- Opening Delimiter -

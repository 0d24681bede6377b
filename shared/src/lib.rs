//! Vaktr Shared Library
//!
//! This crate contains the building blocks of the Vaktr telemetry relay
//! agent: the telemetry models, counter sampling, event-log watching, sinks,
//! configuration, and the resource-swap primitive that lets the agent replace
//! live resources while it keeps running.
//!
//! # Modules
//!
//! - [`models`] - Telemetry records, retrieved log records, and health snapshots
//! - [`counters`] - Counter descriptors, counter sources, and samplers
//! - [`events`] - Event sources and the event watcher
//! - [`sink`] - The telemetry sink interface and its implementations
//! - [`config`] - Settings documents and the agent configuration
//! - [`swap`] - Atomic replacement of live resources with exactly-once disposal
//!
//! # Example
//!
//! ```
//! use shared::counters::{CounterSet, CounterSpec, MemoryCounterSource};
//!
//! let spec = CounterSpec::parse(r"Processor(_Total)\% Processor Time|CPU").unwrap();
//! let source = MemoryCounterSource::new().with_counter("Processor", "_Total", "% Processor Time", 12.0);
//!
//! let counters = CounterSet::open_all(&[spec], &source).unwrap();
//! let sampler = counters.iter().next().unwrap();
//!
//! assert_eq!(sampler.friendly_name(), "CPU");
//! assert_eq!(sampler.next_value().unwrap(), 12.0);
//! ```

#![deny(unsafe_code)]
#![warn(missing_docs)]
#![warn(clippy::all)]
#![warn(clippy::pedantic)]

pub mod config;
pub mod counters;
pub mod events;
pub mod models;
pub mod sink;
pub mod swap;

/// Re-export common dependencies for convenience.
pub use chrono;
pub use serde;
pub use serde_json;
pub use validator;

- Closing Delimiter -

» TASK TO CARRY OUT: Every entry above needs to be copied exactly.

» EXPECTED ANSWER:
repository 0d24681bede6377b
filename shared/src/lib.rs
//! Vaktr Shared Library
//!
//! This crate contains the building blocks of the Vaktr telemetry relay
//! agent: the telemetry models, counter sampling, event-log watching, sinks,
//! configuration, and the resource-swap primitive that lets the agent replace
//! live resources while it keeps running.
//!
//! # Modules
//!
//! - [`models`] - Telemetry records, retrieved log records, and health snapshots
//! - [`counters`] - Counter descriptors, counter sources, and samplers
//! - [`events`] - Event sources and the event watcher
//! - [`sink`] - The telemetry sink interface and its implementations
//! - [`config`] - Settings documents and the agent configuration
//! - [`swap`] - Atomic replacement of live resources with exactly-once disposal
//!
//! # Example
//!
//! ```
//! use shared::counters::{CounterSet, CounterSpec, MemoryCounterSource};
//!
//! let spec = CounterSpec::parse(r"Processor(_Total)\% Processor Time|CPU").unwrap();
//! let source = MemoryCounterSource::new().with_counter("Processor", "_Total", "% Processor Time", 12.0);
//!
//! let counters = CounterSet::open_all(&[spec], &source).unwrap();
//! let sampler = counters.iter().next().unwrap();
//!
//! assert_eq!(sampler.friendly_name(), "CPU");
//! assert_eq!(sampler.next_value().unwrap(), 12.0);
//! ```

#![deny(unsafe_code)]
#![warn(missing_docs)]
#![warn(clippy::all)]
#![warn(clippy::pedantic)]

pub mod config;
pub mod counters;
pub mod events;
pub mod models;
pub mod sink;
pub mod swap;

/// Re-export common dependencies for convenience.
pub use chrono;
pub use serde;
pub use serde_json;
pub use validator;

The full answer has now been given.